NASA Lunar Scientist Gets 13 Years in Espionage Case
Former NASA scientist Stewart D. Nozette, 54, of Chevy Chase, Md., was sentenced March 21 to 13 years in prison for attempted espionage, conspiracy to defraud the United States and tax evasion.
Nozette, a planetary scientist who has worked in the national security arena and designed science instruments for several space missions, including NASA’s Lunar Reconnaissance Orbiter and India’s Chandrayan-1 lunar orbiter, pleaded guilty in September 2011 to attempted espionage for selling classified information about U.S. satellites, early warning systems and other national defense capabilities to an undercover FBI agent posing as an Israeli intelligence officer. Nozette was arrested on the espionage charges in October 2009 while awaiting sentencing on fraud and tax evasion charges stemming from more than $265,000 in false claims he submitted to government clients, including NASA. Nozette worked for NASA, the Naval Research Laboratory and other government agencies under Intergovernmental Personnel Act agreements contracted through the Alliance for Competitive Technology, a nonprofit Nozette organized and ran.
Computer drives recovered from Nozette’s home as part of the false claims case led the FBI to initiate its undercover investigation and sting operation.
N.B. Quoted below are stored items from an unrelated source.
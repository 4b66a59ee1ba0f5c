//! Audit identifiers

use std::fmt;

/// Unique identifier for a single audit run, based on UUIDv7
///
/// Audits are never stored; the id only correlates log lines and the
/// events relayed to the page for one analysis.
#[derive(Debug, Clone, Copy, PartialEq, Eq, PartialOrd, Ord, Hash)]
pub struct AuditId(u128);

impl AuditId {
    /// Generate a new UUIDv7-based AuditId
    ///
    /// # Examples
    ///
    /// ```
    /// use auditor_domain::AuditId;
    ///
    /// let id = AuditId::new();
    /// assert!(id.value() > 0);
    /// ```
    pub fn new() -> Self {
        Self(uuid::Uuid::now_v7().as_u128())
    }

    /// Get the raw u128 value
    pub fn value(&self) -> u128 {
        self.0
    }

    /// Milliseconds since the Unix epoch at which the audit started
    pub fn timestamp(&self) -> u64 {
        // UUIDv7: top 48 bits are Unix millisecond timestamp
        (self.0 >> 80) as u64
    }
}

impl Default for AuditId {
    fn default() -> Self {
        Self::new()
    }
}

impl fmt::Display for AuditId {
    fn fmt(&self, f: &mut fmt::Formatter<'_>) -> fmt::Result {
        write!(f, "{}", uuid::Uuid::from_u128(self.0))
    }
}
//! Analyze command implementation.

use crate::cli::AnalyzeArgs;
use crate::config::Config;
use crate::error::{CliError, Result};
use crate::output::Formatter;
use auditor_domain::{PdfDocument, EXPORT_FILE_NAME};
use auditor_extractor::{AuditEvent, AuditReport, Auditor};
use auditor_llm::{load_api_key, GeminiProvider, StreamingProvider};
use std::io::Write;
use std::path::{Path, PathBuf};
use std::sync::Arc;
use tracing::debug;

/// Execute the analyze command.
pub async fn execute_analyze(args: AnalyzeArgs, mut config: Config, formatter: &Formatter) -> Result<()> {
    if let Some(layout) = args.layout {
        config.audit.layout = layout;
    }
    if let Some(model) = args.model {
        config.audit.model = model;
    }
    if args.no_bom {
        config.audit.csv_bom = false;
    }

    let api_key = load_api_key(&config.secrets_path)?;
    let document = read_document(&args.pdf)?;
    let out = args.out.unwrap_or_else(|| default_output_path(&args.pdf));

    let provider = GeminiProvider::new(api_key, config.audit.model.clone())?
        .with_endpoint(config.audit.endpoint.clone());
    let auditor = Arc::new(Auditor::new(provider, config.audit)?);

    let stdout = std::io::stdout();
    run_audit(&auditor, document, &out, formatter, &mut stdout.lock()).await?;
    Ok(())
}

/// Load a PDF from disk
pub fn read_document(path: &Path) -> Result<PdfDocument> {
    let bytes = std::fs::read(path)?;
    let file_name = path
        .file_name()
        .map(|name| name.to_string_lossy().into_owned())
        .unwrap_or_default();
    Ok(PdfDocument::new(file_name, bytes)?)
}

/// `auditoria_juridica.csv` in the PDF's directory
pub fn default_output_path(pdf: &Path) -> PathBuf {
    pdf.with_file_name(EXPORT_FILE_NAME)
}

/// Stream one audit to `out`, writing the CSV to `csv_path` when present
///
/// Status lines go to stderr so `out` carries only the report.
pub async fn run_audit<P, W>(
    auditor: &Arc<Auditor<P>>,
    document: PdfDocument,
    csv_path: &Path,
    formatter: &Formatter,
    out: &mut W,
) -> Result<AuditReport>
where
    P: StreamingProvider + 'static,
    W: Write,
{
    let mut events = auditor.spawn(document);

    while let Some(event) = events.recv().await {
        match event {
            AuditEvent::Started {
                audit_id,
                model,
                file_name,
            } => {
                debug!("Audit {} started", audit_id);
                eprintln!("{}", formatter.model_status(&model));
                eprintln!("{}", formatter.info(&format!("Analisando {}...", file_name)));
                eprintln!();
                eprintln!("{}", formatter.heading("Relatório de Auditoria"));
            }
            AuditEvent::Fragment(text) => {
                out.write_all(text.as_bytes())?;
                out.flush()?;
            }
            AuditEvent::Completed(report) => {
                writeln!(out)?;
                match report.outcome.export() {
                    Some(export) => {
                        std::fs::write(csv_path, export.to_bytes())?;
                        eprintln!(
                            "{}",
                            formatter.success(&format!(
                                "CSV com {} linhas salvo em {}",
                                export.line_count(),
                                csv_path.display()
                            ))
                        );
                    }
                    None => {
                        if let Some(warning) = report.outcome.warning() {
                            eprintln!("{}", formatter.warning(warning));
                        }
                    }
                }
                return Ok(report);
            }
            AuditEvent::Failed { message, .. } => {
                writeln!(out)?;
                return Err(CliError::AuditFailed(message));
            }
        }
    }

    Err(CliError::AuditFailed(
        "Ocorreu um erro: audit ended without a result".to_string(),
    ))
}
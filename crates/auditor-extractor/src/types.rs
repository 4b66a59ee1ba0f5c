//! Types produced by an audit

use auditor_domain::{AuditId, CsvExport};

/// Warning shown when the answer has no usable CSV block
pub const MISSING_CSV_WARNING: &str =
    "Não foi possível encontrar o bloco CSV na resposta. O relatório acima continua disponível.";

/// Result of looking for the CSV block in the final answer
#[derive(Debug, Clone, PartialEq, Eq)]
pub enum ExtractionOutcome {
    /// A fenced block was found
    Export(CsvExport),
    /// No fenced block, or only a blank one
    Missing,
}

impl ExtractionOutcome {
    /// The export, if one was found
    pub fn export(&self) -> Option<&CsvExport> {
        match self {
            ExtractionOutcome::Export(export) => Some(export),
            ExtractionOutcome::Missing => None,
        }
    }

    /// Warning to show instead of a download
    pub fn warning(&self) -> Option<&'static str> {
        match self {
            ExtractionOutcome::Export(_) => None,
            ExtractionOutcome::Missing => Some(MISSING_CSV_WARNING),
        }
    }
}

/// A finished audit
#[derive(Debug, Clone, PartialEq, Eq)]
pub struct AuditReport {
    /// Id used to correlate events and logs
    pub audit_id: AuditId,
    /// Model that produced the answer
    pub model: String,
    /// Full answer in arrival order
    pub text: String,
    /// Number of non-empty fragments relayed
    pub fragment_count: usize,
    /// Wall time of the remote call (milliseconds)
    pub elapsed_ms: u64,
    /// CSV extraction result
    pub outcome: ExtractionOutcome,
}

/// Progress of an audit, in the order a client sees it
#[derive(Debug, Clone, PartialEq, Eq)]
pub enum AuditEvent {
    /// The request was accepted and the remote call is about to start
    Started {
        /// Audit id
        audit_id: AuditId,
        /// Model name
        model: String,
        /// Uploaded file name
        file_name: String,
    },
    /// The next piece of the answer
    Fragment(String),
    /// The stream ended normally
    Completed(AuditReport),
    /// The remote call failed; `message` is the generic user-facing text
    Failed {
        /// Audit id
        audit_id: AuditId,
        /// Message to show
        message: String,
    },
}
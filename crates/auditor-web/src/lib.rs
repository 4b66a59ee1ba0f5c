//! Auditor Web
//!
//! Single-page tool: upload a legal-process PDF, watch the audit stream in,
//! download the CSV the model produced.
//!
//! The API key is loaded before the listener is bound; without it the server
//! never starts.

#![warn(missing_docs)]

pub mod config;
pub mod handlers;
pub mod markdown;

use auditor_extractor::{AuditError, Auditor};
use auditor_llm::{load_api_key, ApiKey, CredentialsError, GeminiProvider, LlmError, StreamingProvider};
use config::ServerConfig;
use handlers::{create_router, AppState};
use std::sync::Arc;
use tokio::net::TcpListener;
use tracing::info;

/// Web server error
#[derive(Debug, thiserror::Error)]
pub enum ServerError {
    /// Configuration error
    #[error("Configuration error: {0}")]
    Config(#[from] config::ConfigError),

    /// The API key could not be loaded
    #[error(transparent)]
    Credentials(#[from] CredentialsError),

    /// The HTTP client could not be built
    #[error("Provider error: {0}")]
    Provider(#[from] LlmError),

    /// The audit settings were rejected
    #[error(transparent)]
    Audit(#[from] AuditError),

    /// Server binding error
    #[error("Failed to bind server: {0}")]
    Bind(#[from] std::io::Error),

    /// Server error
    #[error("Server error: {0}")]
    Server(String),
}

/// Build the state for a provider
pub fn app_state(
    provider: Arc<dyn StreamingProvider>,
    config: &ServerConfig,
) -> Result<AppState, ServerError> {
    let auditor = Auditor::new(provider, config.audit.clone())?;
    Ok(AppState {
        auditor: Arc::new(auditor),
        max_upload_bytes: config.max_upload_bytes,
    })
}

/// Build the state backed by Gemini
pub fn gemini_state(api_key: ApiKey, config: &ServerConfig) -> Result<AppState, ServerError> {
    let provider = GeminiProvider::new(api_key, config.audit.model.clone())?
        .with_endpoint(config.audit.endpoint.clone());
    app_state(Arc::new(provider), config)
}

/// Start the web server
///
/// Loads the API key, builds the auditor and serves until the process ends.
pub async fn start_server(config: ServerConfig) -> Result<(), ServerError> {
    let api_key = load_api_key(&config.secrets_path)?;
    let state = gemini_state(api_key, &config)?;

    info!("Starting Auditor Jurídico");
    info!("Model: {}", config.audit.model);
    info!("Layout: {}", config.audit.layout);
    info!("Upload limit: {} bytes", config.max_upload_bytes);

    let app = create_router(state);

    let listener = TcpListener::bind(&config.bind_addr()).await?;
    info!("Listening on http://{}", config.bind_addr());

    axum::serve(listener, app)
        .await
        .map_err(|e| ServerError::Server(e.to_string()))?;

    Ok(())
}

#[cfg(test)]
mod tests {
    use super::*;
    use std::io::Write;

    #[tokio::test]
    async fn test_missing_secrets_file_stops_startup() {
        let dir = tempfile::tempdir().unwrap();
        let config = ServerConfig {
            secrets_path: dir.path().join("secrets.toml"),
            bind_port: 0,
            ..ServerConfig::default()
        };

        let err = start_server(config).await.unwrap_err();
        assert!(matches!(
            err,
            ServerError::Credentials(CredentialsError::FileNotFound(_))
        ));
        assert!(err.to_string().starts_with("Secrets file not found"));
    }

    #[tokio::test]
    async fn test_missing_key_stops_startup() {
        let mut file = tempfile::NamedTempFile::new().unwrap();
        file.write_all(b"OTHER = \"x\"\n").unwrap();
        let config = ServerConfig {
            secrets_path: file.path().to_path_buf(),
            bind_port: 0,
            ..ServerConfig::default()
        };

        let err = start_server(config).await.unwrap_err();
        assert!(matches!(
            err,
            ServerError::Credentials(CredentialsError::KeyMissing(_))
        ));
    }

    #[test]
    fn test_gemini_state_uses_configured_model() {
        let mut config = ServerConfig::default();
        config.audit.model = "gemini-2.5-pro".to_string();

        let state = gemini_state(ApiKey::new("k"), &config).unwrap();
        assert_eq!(state.auditor.model(), "gemini-2.5-pro");
        assert_eq!(state.max_upload_bytes, config.max_upload_bytes);
    }
}
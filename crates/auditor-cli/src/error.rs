//! Error types for the CLI application.

use auditor_domain::DocumentError;
use auditor_extractor::AuditError;
use auditor_llm::{CredentialsError, LlmError};
use thiserror::Error;

/// Result type alias for CLI operations.
pub type Result<T> = std::result::Result<T, CliError>;

/// CLI-specific errors.
#[derive(Debug, Error)]
pub enum CliError {
    /// Configuration error
    #[error("Configuration error: {0}")]
    Config(String),

    /// The API key could not be loaded
    #[error(transparent)]
    Credentials(#[from] CredentialsError),

    /// The provider could not be set up
    #[error("Provider error: {0}")]
    Llm(#[from] LlmError),

    /// The audit could not be set up
    #[error(transparent)]
    Audit(#[from] AuditError),

    /// The input is not an acceptable PDF
    #[error("Invalid document: {0}")]
    Document(#[from] DocumentError),

    /// I/O error
    #[error("I/O error: {0}")]
    Io(#[from] std::io::Error),

    /// TOML parsing error
    #[error("TOML parsing error: {0}")]
    Toml(#[from] toml::de::Error),

    /// The remote call failed; carries the generic user message
    #[error("{0}")]
    AuditFailed(String),
}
Information on these drives revealed that Nozette had been working for nearly a decade as a paid consultant to Israel Aircraft Industries.
“We are proud that NASA [Office of Inspector General’s] fraud investigation of Nozette, which began in 2006, served as the catalyst for further investigation and today’s outcome,” NASA Inspector General Paul Martin said in a statement.
A March 16 sentencing memorandum Nozette’s defense lawyers submitted to the court paints a picture of a brilliant but flawed scientist entrapped by overzealous FBI agents. “[T]his case is not about a man who had been committing acts of espionage for years,” the memo states. “Rather this case is about the FBI wrongly suspecting Dr. Nozette was spying for Israel and then malevolently targeting him in hopes they could ultimately ensnare him within the nation’s espionage laws. The agents well knew that Dr. Nozette was extremely vulnerable as a result of the impending prospect of prison in connection with his fraud case and a host of unusual circumstances.”
Nozette’s lawyers assert that the FBI initiated its sting operation after a year of “almost constant surveillance had revealed no activity reasonably suggesting espionage.
“Most astonishingly, the [undercover agent] … pushed and pushed after Dr. Nozette repeatedly said he was happy to help the Mossad and Israel, a country his deceased father had fervently supported, but he could nevertheless not give them classified information,” the memo continues. “But in their unbending determination to hit the bulls-eye they had placed on Dr. Nozette, the agents directly played on his heritage and his family’s known support of Israel and went out of their way to dangle the prospect of significant financial rewards before him.”
The memo also notes that Nozette was cooperating around the same time with another team of FBI agents “uncovering corruption in the space procurement industry.”
Nozette, who has been in custody since his October 2009 arrest, was sentenced in U.S. District Court in Washington. In addition to jail time, he was ordered to pay $217,000 in restitution to the government agencies he defrauded.